Summary

In human prostate cancer (PCA) cells, androgens (As) coordinately stimulate the expression of genes involved in the synthesis of fatty acids and cholesterol. Interestingly, several of these genes are overexpressed in human cancers, particularly those with a poor prognosis, and are promising targets for anti-neoplastic therapy. Exploration of the mechanism underlying the lipogenic effects of As revealed that As induce activation of Sterol Regulatory Element-Binding Proteins (SREBPs), proteolytically activated transcription factors that play a central role in the control of cellular lipid homeostasis. The exact mechanism by which As interfere with the SREBP pathway remains to be investigated.

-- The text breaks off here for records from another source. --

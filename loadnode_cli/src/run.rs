//! `loadnode run`: wire backends from the config and drive the loop.

use std::sync::Arc;
use std::sync::atomic::{AtomicBool, Ordering};

use eyre::WrapErr;
use loadnode_config::Config;
use loadnode_core::hw_error::{Boundary, map_hw_error};
use loadnode_core::{CalibrationCfg, FilterCfg, LoopCfg, NodeBuilder, Timeouts};
use loadnode_hardware::{FileStore, SimParams};
use loadnode_traits::{ForceSource, SerialLink};

use crate::cli::LinkKind;

pub fn sim_params(cfg: &loadnode_config::Simulation) -> SimParams {
    SimParams {
        base_load: cfg.base_load,
        noise: cfg.noise,
        step_load: cfg.step_load,
        step_at: cfg.step_at_cycle,
        counts_per_unit: cfg.counts_per_unit,
        stall_after: cfg.stall_after_reads,
    }
}

#[cfg(not(feature = "hardware"))]
fn make_source(cfg: &Config) -> eyre::Result<Box<dyn ForceSource>> {
    tracing::info!(base_load = cfg.sim.base_load, "using simulated load cell");
    Ok(Box::new(loadnode_hardware::SimulatedSource::new(sim_params(&cfg.sim))))
}

#[cfg(feature = "hardware")]
fn make_source(cfg: &Config) -> eyre::Result<Box<dyn ForceSource>> {
    let pins = cfg
        .pins
        .as_ref()
        .ok_or_else(|| eyre::eyre!("[pins] section is required for the hardware backend"))?;
    let source = loadnode_hardware::hardware::HardwareSource::try_new(
        pins.hx711_dt,
        pins.hx711_sck,
        pins.gain_pulses,
        pins.samples_per_read,
        pins.tare_samples,
    )
    .wrap_err("open hx711")?;
    tracing::info!(dt = pins.hx711_dt, sck = pins.hx711_sck, "using hx711 load cell");
    Ok(Box::new(source))
}

fn make_link(kind: LinkKind, cfg: &Config) -> eyre::Result<Box<dyn SerialLink>> {
    match kind {
        LinkKind::Stdio => Ok(Box::new(
            loadnode_hardware::StdioLink::stdio().wrap_err("start stdin reader")?,
        )),
        #[cfg(feature = "hardware")]
        LinkKind::Uart => Ok(Box::new(
            loadnode_hardware::UartLink::open(cfg.serial.baud).wrap_err("open uart")?,
        )),
        #[cfg(not(feature = "hardware"))]
        LinkKind::Uart => {
            let _ = cfg.serial.baud;
            eyre::bail!("uart link requires a build with the `hardware` feature")
        }
    }
}

/// Run until Ctrl-C or `cycles`; returns the number of completed cycles.
pub fn run(cfg: &Config, cycles: Option<u64>, link: LinkKind) -> eyre::Result<u64> {
    let source = make_source(cfg)?;
    let link = make_link(link, cfg)?;
    let store = FileStore::open(&cfg.storage.path, cfg.node.namespace.clone())
        .map_err(|e| eyre::Report::new(map_hw_error(&e, Boundary::Store)))
        .wrap_err_with(|| format!("open store {}", cfg.storage.path))?;

    let mut node = NodeBuilder::new()
        .with_source(source)
        .with_store(store)
        .with_link(link)
        .with_filter(FilterCfg::from(&cfg.filter))
        .with_calibration(CalibrationCfg::from(&cfg.calibration))
        .with_loop(LoopCfg::from(&cfg.node))
        .with_timeouts(Timeouts::from(&cfg.timeouts))
        .build()?;

    let shutdown = Arc::new(AtomicBool::new(false));
    {
        let flag = Arc::clone(&shutdown);
        ctrlc::set_handler(move || flag.store(true, Ordering::Relaxed))
            .wrap_err("install Ctrl-C handler")?;
    }

    let done = node.run(cycles, &shutdown)?;
    tracing::info!(
        cycles = done,
        factor = node.controller().conversion_factor(),
        calibrated = node.controller().is_calibrated(),
        "node stopped"
    );
    Ok(done)
}
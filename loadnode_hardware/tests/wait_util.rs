use std::sync::{
    Arc,
    atomic::{AtomicBool, Ordering},
};
use std::thread;
use std::time::{Duration, Instant};

use loadnode_hardware::error::HwError;
use loadnode_hardware::util::wait_until_low_with_timeout;

#[test]
fn returns_once_data_line_drops() {
    let high = Arc::new(AtomicBool::new(true));
    let high_bg = Arc::clone(&high);
    thread::spawn(move || {
        thread::sleep(Duration::from_millis(3));
        high_bg.store(false, Ordering::Relaxed);
    });

    let res = wait_until_low_with_timeout(
        || high.load(Ordering::Relaxed),
        Duration::from_millis(200),
        Duration::from_micros(200),
    );
    assert!(res.is_ok(), "expected success, got {res:?}");
}

#[test]
fn stuck_high_line_times_out_promptly() {
    let start = Instant::now();
    let err = wait_until_low_with_timeout(|| true, Duration::from_millis(5), Duration::from_micros(200))
        .expect_err("expected timeout error");
    assert!(matches!(err, HwError::DataReadyTimeout), "unexpected error: {err:?}");
    assert!(start.elapsed() < Duration::from_secs(1));
}

#[test]
fn already_low_line_does_not_wait() {
    let mut calls = 0;
    wait_until_low_with_timeout(
        || {
            calls += 1;
            false
        },
        Duration::ZERO,
        Duration::from_millis(50),
    )
    .unwrap();
    assert_eq!(calls, 1);
}
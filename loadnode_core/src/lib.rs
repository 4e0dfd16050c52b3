#![cfg_attr(all(not(debug_assertions), not(test)), deny(warnings))]
#![cfg_attr(
    all(not(debug_assertions), not(test)),
    deny(clippy::all, clippy::pedantic, clippy::nursery)
)]
#![allow(
    clippy::module_name_repetitions,
    clippy::missing_errors_doc,
    clippy::cast_possible_truncation,
    clippy::cast_precision_loss
)]
#![cfg_attr(not(test), deny(clippy::unwrap_used, clippy::expect_used))]
//! Force estimation and calibration core (hardware-agnostic).
//!
//! All hardware interactions go through the `loadnode_traits` contracts:
//! `ForceSource` for the load cell, `KvStore` for persistence and
//! `SerialLink` for the operator channel.
//!
//! ## Architecture
//!
//! - **Filtering**: moving-average step detector + EMA with deadband (`filter`)
//! - **Calibration**: persisted factor, self-healing load, state machine (`calibration`)
//! - **Protocol**: `s`/`g` commands and `<1,..>`/`<2,..>` frames (`protocol`)
//! - **Loop**: command -> sense -> filter -> telemetry, once per cycle (`node`)
//! - **Configuration**: runtime config structs (`config`) fed from TOML (`conversions`)

pub mod builder;
pub mod calibration;
pub mod config;
pub mod conversions;
pub mod error;
pub mod filter;
pub mod hw_error;
pub mod mocks;
pub mod node;
pub mod protocol;

pub use builder::NodeBuilder;
pub use calibration::{
    CalibrationController, CalibrationParameters, CalibrationState, CalibrationStore,
    two_point_factor,
};
pub use config::{CalibrationCfg, FilterCfg, LoopCfg, Timeouts};
pub use error::{BuildError, CalibrationError, NodeError, Result};
pub use filter::{FilterTrace, ForceFilter};
pub use node::ForceNode;
pub use protocol::{Command, Frame, FrameError, TelemetrySample};
//! CLI argument definitions and shared statics.

use clap::{ArgAction, Parser, Subcommand, ValueEnum};
use std::path::PathBuf;
use std::sync::OnceLock;

pub static FILE_GUARD: OnceLock<tracing_appender::non_blocking::WorkerGuard> = OnceLock::new();
/// Whether the user asked for JSON output (controls structured error output).
pub static JSON_MODE: OnceLock<bool> = OnceLock::new();

#[derive(Parser, Debug)]
#[command(name = "loadnode", version, about = "Load-cell force node")]
pub struct Cli {
    /// Path to config TOML; a missing file means built-in defaults
    #[arg(long, value_name = "FILE", default_value = "etc/loadnode.toml")]
    pub config: PathBuf,

    /// Log and report as JSON lines instead of pretty text
    #[arg(long, action = ArgAction::SetTrue)]
    pub json: bool,

    /// Console log level (error|warn|info|debug|trace); overrides [logging].level
    #[arg(long = "log-level", value_name = "LEVEL")]
    pub log_level: Option<String>,

    /// Command to execute
    #[command(subcommand)]
    pub cmd: Commands,
}

/// Which serial link carries commands and frames.
#[derive(Copy, Clone, Debug, Eq, PartialEq, ValueEnum, Default)]
pub enum LinkKind {
    /// Commands on stdin, frames on stdout
    #[default]
    Stdio,
    /// Primary UART (needs the `hardware` feature)
    Uart,
}

#[derive(Subcommand, Debug)]
pub enum Commands {
    /// Run the sensing loop until Ctrl-C or --cycles
    Run {
        /// Stop after this many cycles
        #[arg(long, value_name = "N")]
        cycles: Option<u64>,
        /// Serial link to use
        #[arg(long, value_enum, default_value_t = LinkKind::Stdio)]
        link: LinkKind,
        /// Enable real-time mode (SCHED_FIFO, mlockall)
        #[arg(
            long,
            action = ArgAction::SetTrue,
            long_help = "Enable real-time mode on supported OSes.\n\nLinux: requests SCHED_FIFO and locks current and future pages with mlockall. Needs CAP_SYS_NICE / CAP_IPC_LOCK (or root); failures are logged and the loop runs anyway.\n\nmacOS: only mlockall is attempted."
        )]
        rt: bool,
        /// SCHED_FIFO priority for --rt (Linux; clamped to the system range)
        #[arg(long, value_name = "PRIO")]
        rt_prio: Option<i32>,
    },
    /// Decode node frames read from stdin
    Decode,
    /// Fit a conversion factor from a reference CSV (reading,load)
    Fit {
        /// CSV with headers `reading,load`
        #[arg(long, value_name = "FILE")]
        csv: PathBuf,
        /// Factor the node was running with when the readings were taken
        #[arg(long, value_name = "F", allow_negative_numbers = true)]
        current_factor: f32,
    },
    /// Conversion factor from an unloaded and a loaded reading
    TwoPoint {
        /// Reading with nothing on the cell
        #[arg(long, value_name = "READING", allow_negative_numbers = true)]
        zero: f32,
        /// Reading with the reference load on the cell
        #[arg(long, value_name = "READING", allow_negative_numbers = true)]
        loaded: f32,
        /// The reference load, in force units
        #[arg(long, value_name = "LOAD", allow_negative_numbers = true)]
        known: f32,
        /// Factor the node was running with when the readings were taken
        #[arg(long, value_name = "F", allow_negative_numbers = true)]
        current_factor: f32,
    },
}
//! `loadnode fit` / `loadnode two-point`: compute a conversion factor on the
//! host and print the command that installs it on the node.

use std::path::Path;

use loadnode_config::load_reference_csv;
use loadnode_core::two_point_factor;

/// Outcome of a host-side calibration.
#[derive(Debug, Clone, Copy, PartialEq)]
pub struct FactorReport {
    pub factor: f32,
    /// Rows used by the fit (2 for two-point).
    pub points: usize,
}

impl FactorReport {
    /// Line to send to the node: `s` followed by the factor, in the shortest
    /// form that parses back to the same `f32`.
    pub fn command(&self) -> String {
        format!("s{}", self.factor)
    }

    pub fn render(&self, json: bool) -> String {
        if json {
            serde_json::json!({
                "factor": self.factor,
                "points": self.points,
                "command": self.command(),
            })
            .to_string()
        } else {
            format!(
                "factor: {}\npoints: {}\nsend:   {}",
                self.factor,
                self.points,
                self.command()
            )
        }
    }
}

pub fn fit(csv: &Path, current_factor: f32, min_factor: f32) -> eyre::Result<FactorReport> {
    let fit = load_reference_csv(csv)?;
    let factor = fit.factor_for(current_factor, min_factor)?;
    tracing::info!(
        slope = fit.slope,
        intercept = fit.intercept,
        inliers = fit.inliers,
        factor,
        "reference fit"
    );
    Ok(FactorReport {
        factor,
        points: fit.inliers,
    })
}

pub fn two_point(
    zero: f32,
    loaded: f32,
    known: f32,
    current_factor: f32,
    min_factor: f32,
) -> eyre::Result<FactorReport> {
    let factor = two_point_factor(zero, loaded, known, current_factor, min_factor)?;
    Ok(FactorReport { factor, points: 2 })
}
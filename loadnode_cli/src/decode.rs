//! `loadnode decode`: turn node frames on stdin into readable lines.

use std::io::{BufRead, Write};

use loadnode_core::Frame;

/// Counts of decoded and rejected lines.
#[derive(Debug, Default, Clone, Copy, PartialEq, Eq)]
pub struct DecodeStats {
    pub frames: usize,
    pub rejected: usize,
}

pub fn render(frame: &Frame, json: bool) -> String {
    match (frame, json) {
        (Frame::Telemetry(s), false) => {
            format!("telemetry t={:.3}s force={:.4}", s.timestamp_seconds, s.force)
        }
        (Frame::Scale(f), false) => format!("scale factor={f:.5}"),
        (Frame::Telemetry(s), true) => serde_json::json!({
            "tag": frame.tag(),
            "kind": "telemetry",
            "t": s.timestamp_seconds,
            "force": s.force,
        })
        .to_string(),
        (Frame::Scale(f), true) => serde_json::json!({
            "tag": frame.tag(),
            "kind": "scale",
            "factor": f,
        })
        .to_string(),
    }
}

/// Decode every line of `input`; blank lines are skipped, malformed ones
/// (including bytes that are not UTF-8) reported on stderr.
pub fn decode(mut input: impl BufRead, mut out: impl Write, json: bool) -> eyre::Result<DecodeStats> {
    let mut stats = DecodeStats::default();
    let mut buf = Vec::new();
    let mut lineno = 0usize;
    loop {
        buf.clear();
        if input.read_until(b'\n', &mut buf)? == 0 {
            break;
        }
        lineno += 1;
        let line = match std::str::from_utf8(&buf) {
            Ok(line) => line,
            Err(e) => {
                tracing::warn!(line = lineno, error = %e, "skipping line that is not UTF-8");
                stats.rejected += 1;
                continue;
            }
        };
        let trimmed = line.trim();
        if trimmed.is_empty() {
            continue;
        }
        match trimmed.parse::<Frame>() {
            Ok(frame) => {
                writeln!(out, "{}", render(&frame, json))?;
                stats.frames += 1;
            }
            Err(e) => {
                tracing::warn!(line = lineno, error = %e, "skipping malformed frame");
                stats.rejected += 1;
            }
        }
    }
    out.flush()?;
    Ok(stats)
}

#[cfg(test)]
mod tests {
    use super::*;

    #[test]
    fn decodes_and_counts() {
        let input = b"<1,0.012,5.0000>\r\n\nnoise\n<2,2.50000>\n" as &[u8];
        let mut out = Vec::new();
        let stats = decode(input, &mut out, false).unwrap();
        assert_eq!(stats, DecodeStats { frames: 2, rejected: 1 });
        let text = String::from_utf8(out).unwrap();
        assert_eq!(text, "telemetry t=0.012s force=5.0000\nscale factor=2.50000\n");
    }

    #[test]
    fn json_lines_are_parseable() {
        let mut out = Vec::new();
        decode(b"<1,1.500,-0.2500>\n" as &[u8], &mut out, true).unwrap();
        let v: serde_json::Value = serde_json::from_slice(&out).unwrap();
        assert_eq!(v["kind"], "telemetry");
        assert_eq!(v["tag"], 1);
        assert_eq!(v["force"], -0.25);
    }

    #[test]
    fn non_utf8_noise_is_skipped() {
        let input = b"\xff\xfe garbage on connect\n<1,0.012,5.0000>\n" as &[u8];
        let mut out = Vec::new();
        let stats = decode(input, &mut out, false).unwrap();
        assert_eq!(stats, DecodeStats { frames: 1, rejected: 1 });
        assert_eq!(String::from_utf8(out).unwrap(), "telemetry t=0.012s force=5.0000\n");
    }

    #[test]
    fn last_line_without_newline_is_decoded() {
        let mut out = Vec::new();
        let stats = decode(b"<2,1.00000>" as &[u8], &mut out, false).unwrap();
        assert_eq!(stats.frames, 1);
        assert_eq!(String::from_utf8(out).unwrap(), "scale factor=1.00000\n");
    }
}
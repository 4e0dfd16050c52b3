//! Calibration parameters, their persistence, and the calibration state machine.
//!
//! The conversion factor maps raw transducer counts to force units
//! (`force = counts / factor`). It is persisted together with the stable
//! force observed when the factor was last set; a non-zero value of the
//! latter is what marks the node as calibrated after a restart.

use loadnode_traits::{ForceSource, KvStore};

use crate::config::CalibrationCfg;
use crate::error::CalibrationError;

/// Storage key of the conversion factor.
pub const KEY_CONVERSION_FACTOR: &str = "conversionFactor";
/// Storage key of the stable force recorded at calibration time.
pub const KEY_CALIBRATED_FORCE: &str = "calibratedForce";

pub const DEFAULT_CONVERSION_FACTOR: f32 = 1.0;
pub const DEFAULT_CALIBRATED_FORCE: f32 = 0.0;

#[derive(Debug, Clone, Copy, PartialEq)]
pub struct CalibrationParameters {
    pub conversion_factor: f32,
    pub calibrated_force: f32,
    pub is_calibrated: bool,
}

impl Default for CalibrationParameters {
    fn default() -> Self {
        Self {
            conversion_factor: DEFAULT_CONVERSION_FACTOR,
            calibrated_force: DEFAULT_CALIBRATED_FORCE,
            is_calibrated: false,
        }
    }
}

#[derive(Debug, Clone, Copy, PartialEq, Eq)]
pub enum CalibrationState {
    Uncalibrated,
    Calibrated,
}

/// Loads and saves `CalibrationParameters` through a `KvStore`.
///
/// Store failures never abort the node: reads fall back to the defaults and
/// writes are logged and dropped.
#[derive(Debug)]
pub struct CalibrationStore<K: KvStore> {
    kv: K,
    cfg: CalibrationCfg,
}

impl<K: KvStore> CalibrationStore<K> {
    pub fn new(kv: K, cfg: CalibrationCfg) -> Self {
        Self { kv, cfg }
    }

    /// Read the persisted parameters, healing an unusable conversion factor.
    ///
    /// A factor that is non-finite or within `min_factor` of zero is replaced
    /// by 1.0 and the replacement is written back immediately.
    pub fn load(&mut self) -> CalibrationParameters {
        let mut factor = self.read(KEY_CONVERSION_FACTOR, DEFAULT_CONVERSION_FACTOR);
        let calibrated_force = self.read(KEY_CALIBRATED_FORCE, DEFAULT_CALIBRATED_FORCE);

        if !factor.is_finite() || factor.abs() < self.cfg.min_factor {
            tracing::warn!(
                stored = factor,
                replacement = DEFAULT_CONVERSION_FACTOR,
                "persisted conversion factor unusable; resetting"
            );
            factor = DEFAULT_CONVERSION_FACTOR;
            self.write(KEY_CONVERSION_FACTOR, factor);
        }

        let calibrated_force = if calibrated_force.is_finite() {
            calibrated_force
        } else {
            DEFAULT_CALIBRATED_FORCE
        };

        let params = CalibrationParameters {
            conversion_factor: factor,
            calibrated_force,
            is_calibrated: calibrated_force != 0.0,
        };
        tracing::debug!(
            factor = params.conversion_factor,
            calibrated_force = params.calibrated_force,
            calibrated = params.is_calibrated,
            "calibration loaded"
        );
        params
    }

    /// Persist both parameters as two independent writes.
    pub fn save(&mut self, params: &CalibrationParameters) {
        self.save_factor(params.conversion_factor);
        self.save_calibrated_force(params.calibrated_force);
    }

    pub fn save_factor(&mut self, factor: f32) {
        self.write(KEY_CONVERSION_FACTOR, factor);
    }

    pub fn save_calibrated_force(&mut self, force: f32) {
        self.write(KEY_CALIBRATED_FORCE, force);
    }

    pub fn cfg(&self) -> &CalibrationCfg {
        &self.cfg
    }

    pub fn kv(&self) -> &K {
        &self.kv
    }

    fn read(&self, key: &str, default: f32) -> f32 {
        match self.kv.get_float(key, default) {
            Ok(v) => v,
            Err(e) => {
                tracing::warn!(key, error = %e, "store read failed; using default");
                default
            }
        }
    }

    fn write(&mut self, key: &str, value: f32) {
        if let Err(e) = self.kv.put_float(key, value) {
            tracing::warn!(key, value, error = %e, "store write failed");
        }
    }
}

/// Owns the live calibration and applies operator requests to it.
///
/// `Uncalibrated -> Calibrated` and `Calibrated -> Calibrated` both happen
/// through `set_scale`; nothing moves the machine back.
#[derive(Debug)]
pub struct CalibrationController<K: KvStore> {
    store: CalibrationStore<K>,
    params: CalibrationParameters,
}

impl<K: KvStore> CalibrationController<K> {
    /// Initial state comes from the store.
    pub fn load(mut store: CalibrationStore<K>) -> Self {
        let params = store.load();
        Self { store, params }
    }

    pub fn state(&self) -> CalibrationState {
        if self.params.is_calibrated {
            CalibrationState::Calibrated
        } else {
            CalibrationState::Uncalibrated
        }
    }

    pub fn is_calibrated(&self) -> bool {
        self.params.is_calibrated
    }

    pub fn params(&self) -> &CalibrationParameters {
        &self.params
    }

    pub fn conversion_factor(&self) -> f32 {
        self.params.conversion_factor
    }

    pub fn store(&self) -> &CalibrationStore<K> {
        &self.store
    }

    /// Push the live factor into the source (startup wiring).
    pub fn apply_to<S: ForceSource + ?Sized>(&self, source: &mut S) {
        source.set_conversion_factor(self.params.conversion_factor);
    }

    /// Take `factor` as the new conversion factor.
    ///
    /// The factor goes to the source and the store at once; then
    /// `stable_force` (the filter output at this instant) is stored as the
    /// calibrated force. Factors the store would reset on the next boot are
    /// refused and leave the state unchanged.
    pub fn set_scale<S: ForceSource + ?Sized>(
        &mut self,
        factor: f32,
        source: &mut S,
        stable_force: f32,
    ) -> Result<CalibrationState, CalibrationError> {
        if !factor.is_finite() {
            return Err(CalibrationError::NonFiniteFactor);
        }
        if factor.abs() < self.store.cfg().min_factor {
            return Err(CalibrationError::NearZeroFactor(factor));
        }

        let previous = self.state();
        source.set_conversion_factor(factor);
        self.params.conversion_factor = factor;
        self.store.save_factor(factor);

        self.params.is_calibrated = true;
        self.params.calibrated_force = stable_force;
        self.store.save_calibrated_force(stable_force);

        tracing::info!(
            factor,
            calibrated_force = stable_force,
            from = ?previous,
            "conversion factor updated"
        );
        Ok(CalibrationState::Calibrated)
    }
}

/// New conversion factor from two readings taken under the current factor:
/// one unloaded, one under a known reference load.
///
/// Readings are in force units, so the raw span is `(loaded - zero) * current`
/// and the factor that maps it onto `known_load` is that span over the load.
/// Factors the node would refuse (below `min_factor` in magnitude) are
/// rejected here too.
pub fn two_point_factor(
    zero_reading: f32,
    loaded_reading: f32,
    known_load: f32,
    current_factor: f32,
    min_factor: f32,
) -> Result<f32, CalibrationError> {
    if !(zero_reading.is_finite()
        && loaded_reading.is_finite()
        && known_load.is_finite()
        && current_factor.is_finite())
    {
        return Err(CalibrationError::NonFiniteFactor);
    }
    if known_load == 0.0 {
        return Err(CalibrationError::Degenerate("known load is zero"));
    }
    if loaded_reading == zero_reading {
        return Err(CalibrationError::Degenerate("loaded reading equals zero reading"));
    }
    let factor = current_factor * (loaded_reading - zero_reading) / known_load;
    if !factor.is_finite() {
        return Err(CalibrationError::NonFiniteFactor);
    }
    if factor.abs() < min_factor {
        return Err(CalibrationError::NearZeroFactor(factor));
    }
    Ok(factor)
}

#[cfg(test)]
mod tests {
    use super::*;

    const MIN: f32 = 1e-10;

    #[test]
    fn two_point_with_unit_factor_is_span_over_load() {
        let f = two_point_factor(0.5, 200.5, 100.0, 1.0, MIN).expect("factor");
        assert!((f - 2.0).abs() < 1e-6);
    }

    #[test]
    fn two_point_scales_with_current_factor() {
        // Readings taken under factor 4 correspond to raw span 800.
        let f = two_point_factor(0.0, 200.0, 100.0, 4.0, MIN).expect("factor");
        assert!((f - 8.0).abs() < 1e-6);
    }

    #[test]
    fn two_point_rejects_degenerate_input() {
        assert!(matches!(
            two_point_factor(0.0, 1.0, 0.0, 1.0, MIN),
            Err(CalibrationError::Degenerate(_))
        ));
        assert!(matches!(
            two_point_factor(3.0, 3.0, 1.0, 1.0, MIN),
            Err(CalibrationError::Degenerate(_))
        ));
        assert_eq!(
            two_point_factor(f32::NAN, 3.0, 1.0, 1.0, MIN),
            Err(CalibrationError::NonFiniteFactor)
        );
    }

    #[test]
    fn two_point_rejects_factor_below_min() {
        // 1e-8 is usable at the default floor but not at 1e-6.
        assert!(two_point_factor(0.0, 1e-6, 100.0, 1.0, MIN).is_ok());
        assert!(matches!(
            two_point_factor(0.0, 1e-6, 100.0, 1.0, 1e-6),
            Err(CalibrationError::NearZeroFactor(_))
        ));
    }
}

Herein, we show that A-activation ofthe SREBP pathway depends on the presence of the structural elements required also for its sterol-regulated activation. Detailed studies revealed that As substantially increase the expression of the transporter protein SCAP in 2 of the 3 cell lines tested. Co-transfection of an expression vector encoding SCAP lead to a marked increase in the transcription of a key gene involved in cholesterol synthesis. In support of the involvement of activated SREBPs in the observed effects, SCAP-mediated transcriptional activation of this lipogenic gene was dependent on the presence of intact SREBP binding sites in its promoter region, and was counteracted by addition of dominantnegative SREBP forms. These data suggest that As activate the SREBP pathway by inducing a change in the normal cellular balance between SCAP and its retention protein complex.